Japanese Patent Publication No. 07-066764 Japanese Patent No. 2903149 JP-A-2005-051457

  Problems of the technology described in each of the above patent documents will be described with reference to FIGS. 3 (B1) and 3 (B2). In addition, these figures show the relative positional relationship between the prepared hole of the steel plate part, the hollow guide pin, the external thread portion, the flange, and the like. is there. In addition, hatching of the guide pins is not shown for easy viewing.

  The guide pin 51 of the electrode relatively penetrates the prepared hole 50 formed in the steel plate part, and the relative position of the steel plate part with respect to the electrode is set. The guide pin 51 is formed with a receiving hole 52 and has a hollow shape. A male screw portion 53 which is a shaft portion of the projection bolt is inserted into the receiving hole 52. A circular flange 54 is provided coaxially with the male screw portion 53. The central axis of the male screw portion 53 and the flange 54 is O1-O1, and the central axis of the pilot hole 50 is O2-O2. Further, three welding projections 55 are formed at intervals of 120 degrees.

  The inner diameter of the receiving hole 52 is set larger than the diameter of the male screw portion 53, and the inner diameter of the pilot hole 50 is set larger than the outer shape of the guide pin 51. Therefore, the male screw portion 53 and the guide pin 51 are eccentric to one side. When the guide pin 51 and the male screw portion 53 are shifted to the lower side in the figure as shown in FIG. 3 (B1) under the size relationship as described above, the center with respect to the center axis O2-O2. The axis O1-O1 has the largest displacement dimension. In such a case, the distance C1 between the inner edge of the pilot hole 50 and the outer shape of the flange 54, that is, the tight width of the flange 54 with respect to the steel plate part is significantly reduced as shown in the drawing, and the welding projection 55 is moved from the distance C1 toward the center from the distance C1. There is a risk of coming off. That is, the welding projection 55 does not weld to the surface of the steel plate part.
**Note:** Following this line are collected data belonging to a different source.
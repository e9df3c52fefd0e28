//! Pure per-email classifiers (spec §4.E). All three share an
//! `EmailAnalysisContext` and a cache look-aside helper with a configurable
//! key strategy; the engine ([`crate::engine`]) holds a fixed triple rather
//! than dispatching through a trait object — per the design notes, the
//! composition is closed, so a dynamic-dispatch boundary buys nothing.

pub mod date_size;
pub mod importance;
pub mod label;

use base64::Engine as _;
use serde::{Deserialize, Serialize};

pub use date_size::{DateSizeAnalyzer, DateSizeConfig, DateSizeResult};
pub use importance::{ImportanceAnalyzer, ImportanceConfig, ImportanceResult};
pub use label::{LabelClassifier, LabelClassifierConfig, LabelResult};

/// Normalized view of an email handed to every analyzer.
#[derive(Debug, Clone, Serialize, Deserialize)]
pub struct EmailAnalysisContext {
    pub email_id: String,
    pub subject_lower: String,
    pub sender_lower: String,
    pub snippet_lower: String,
    pub labels: Vec<String>,
    pub date: i64,
    pub size: i64,
    pub has_attachments: bool,
    pub user_id: String,
}

impl EmailAnalysisContext {
    pub fn new(
        email_id: impl Into<String>,
        subject: &str,
        sender: &str,
        snippet: &str,
        labels: Vec<String>,
        date: i64,
        size: i64,
        has_attachments: bool,
        user_id: impl Into<String>,
    ) -> Self {
        Self {
            email_id: email_id.into(),
            subject_lower: subject.to_lowercase(),
            sender_lower: sender.to_lowercase(),
            snippet_lower: snippet.to_lowercase(),
            labels,
            date,
            size,
            has_attachments,
            user_id: user_id.into(),
        }
    }
}

/// Cache key strategies shared by all three analyzers (spec §4.E).
#[derive(Debug, Clone, Copy, PartialEq, Eq)]
pub enum CacheKeyStrategy {
    /// `{prefix}:{user}:{id}:{subject}:{sender}`
    Partial,
    /// `{prefix}:{user}:base64(canonical_context)`
    Full,
}

pub fn cache_key(prefix: &str, strategy: CacheKeyStrategy, ctx: &EmailAnalysisContext) -> String {
    match strategy {
        CacheKeyStrategy::Partial => format!(
            "{prefix}:{}:{}:{}:{}",
            ctx.user_id, ctx.email_id, ctx.subject_lower, ctx.sender_lower
        ),
        CacheKeyStrategy::Full => {
            let canonical = format!(
                "{}|{}|{}|{}|{:?}|{}|{}|{}",
                ctx.email_id,
                ctx.subject_lower,
                ctx.sender_lower,
                ctx.snippet_lower,
                ctx.labels,
                ctx.date,
                ctx.size,
                ctx.has_attachments
            );
            let encoded = base64::engine::general_purpose::STANDARD.encode(canonical);
            format!("{prefix}:{}:{encoded}", ctx.user_id)
        }
    }
}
  In order to avoid this, it is necessary to set the diameter D1 of the flange 54 large so as to secure the welding of the welding projections regardless of the direction in which the guide pin 51 or the male screw part 53 is displaced. Setting it causes an increase in space due to an excessive flange and an increase in the mass of projection bolt parts, which is uneconomical in terms of miniaturization and weight reduction.

  Then, when the steel plate part to which the projection bolt is welded is removed from the electrode, as shown in FIG. 3B2, the male screw portion 53 is largely shifted with respect to the pilot hole 50, and the shifted dimension C2 becomes the maximum value. . That is, although it is best that the pilot hole 50 and the male screw portion 53 are concentric, the maximum deviation dimension C2 is formed in reverse, and the welding position of the bolt to the steel plate part is largely deviated, The welding accuracy decreases.
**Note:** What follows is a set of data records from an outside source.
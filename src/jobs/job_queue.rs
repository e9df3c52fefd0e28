//! `JobQueue` (spec §4.H): an in-memory FIFO of `(job_id, user_id)`.
//! `add_job` is non-blocking for producers; `dequeue` blocks until an item is
//! available or the queue is shut down.

use std::collections::VecDeque;
use std::sync::atomic::{AtomicBool, Ordering};
use tokio::sync::{Mutex, Notify};

pub struct JobQueue {
    items: Mutex<VecDeque<(String, String)>>,
    notify: Notify,
    shutting_down: AtomicBool,
}

impl JobQueue {
    pub fn new() -> Self {
        Self {
            items: Mutex::new(VecDeque::new()),
            notify: Notify::new(),
            shutting_down: AtomicBool::new(false),
        }
    }

    /// Enqueues `(job_id, user_id)`; the start-order guarantee for the
    /// worker. Non-blocking for producers.
    pub async fn add_job(&self, job_id: impl Into<String>, user_id: impl Into<String>) {
        self.items.lock().await.push_back((job_id.into(), user_id.into()));
        self.notify.notify_one();
    }

    /// Blocks until an item is ready, or returns `None` if shutdown was
    /// signaled and the queue is empty.
    pub async fn dequeue(&self) -> Option<(String, String)> {
        loop {
            {
                let mut items = self.items.lock().await;
                if let Some(item) = items.pop_front() {
                    return Some(item);
                }
                if self.shutting_down.load(Ordering::SeqCst) {
                    return None;
                }
            }
            self.notify.notified().await;
        }
    }

    pub async fn length(&self) -> usize {
        self.items.lock().await.len()
    }

    pub fn shutdown(&self) {
        self.shutting_down.store(true, Ordering::SeqCst);
        self.notify.notify_waiters();
    }

    /// Test hook (per the design notes' "global singletons get a reset()").
    pub async fn reset(&self) {
        self.items.lock().await.clear();
        self.shutting_down.store(false, Ordering::SeqCst);
    }
}

impl Default for JobQueue {
    fn default() -> Self {
        Self::new()
    }
}

#[cfg(test)]
mod tests {
    use super::*;
    use std::sync::Arc;
    use std::time::Duration;

    #[tokio::test]
    async fn fifo_order_is_preserved() {
        let queue = JobQueue::new();
        queue.add_job("j1", "u1").await;
        queue.add_job("j2", "u1").await;

        assert_eq!(queue.dequeue().await, Some(("j1".to_string(), "u1".to_string())));
        assert_eq!(queue.dequeue().await, Some(("j2".to_string(), "u1".to_string())));
    }

    #[tokio::test]
    async fn dequeue_blocks_until_item_arrives() {
        let queue = Arc::new(JobQueue::new());
        let queue2 = queue.clone();
        let handle = tokio::spawn(async move { queue2.dequeue().await });

        tokio::time::sleep(Duration::from_millis(20)).await;
        queue.add_job("late", "u1").await;

        let item = handle.await.unwrap();
        assert_eq!(item, Some(("late".to_string(), "u1".to_string())));
    }

    #[tokio::test]
    async fn shutdown_unblocks_dequeue_with_none() {
        let queue = Arc::new(JobQueue::new());
        let queue2 = queue.clone();
        let handle = tokio::spawn(async move { queue2.dequeue().await });

        tokio::time::sleep(Duration::from_millis(20)).await;
        queue.shutdown();

        assert_eq!(handle.await.unwrap(), None);
    }

    #[tokio::test]
    async fn length_reflects_pending_items() {
        let queue = JobQueue::new();
        assert_eq!(queue.length().await, 0);
        queue.add_job("j1", "u1").await;
        assert_eq!(queue.length().await, 1);
    }
}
  More important is the problem of overheating of the guide pins 51. To smoothly insert the male screw portion 53 into the receiving hole 52, the diameter of the male screw portion 53 is set to be significantly smaller than the inner diameter of the receiving hole 52. Due to such a dimensional difference, as shown in FIG. 3 (B1), an air gap exists between the male screw portion 53 and the inner surface of the receiving hole 52, and therefore, heat is transferred from the high-temperature guide pin 51 to the male screw portion 53. Is insufficient, and the guide pin 51 is overheated, thereby lowering durability. And since the male screw part 53 has a continuous thread-shaped crest, there is a problem that even if the crest edge line is brought as close as possible to the inner surface of the receiving hole 52, sufficient heat transfer is not performed.

The method of cooling a guide pin in an electric resistance welding electrode according to the present invention is provided to solve the above-described problems, and minimizes the amount of eccentricity of a male screw portion with respect to a pilot hole of a steel plate part, thereby miniaturizing a bolt. It is an object of the present invention to reduce the weight and to prevent the guide pin from overheating and improve the durability.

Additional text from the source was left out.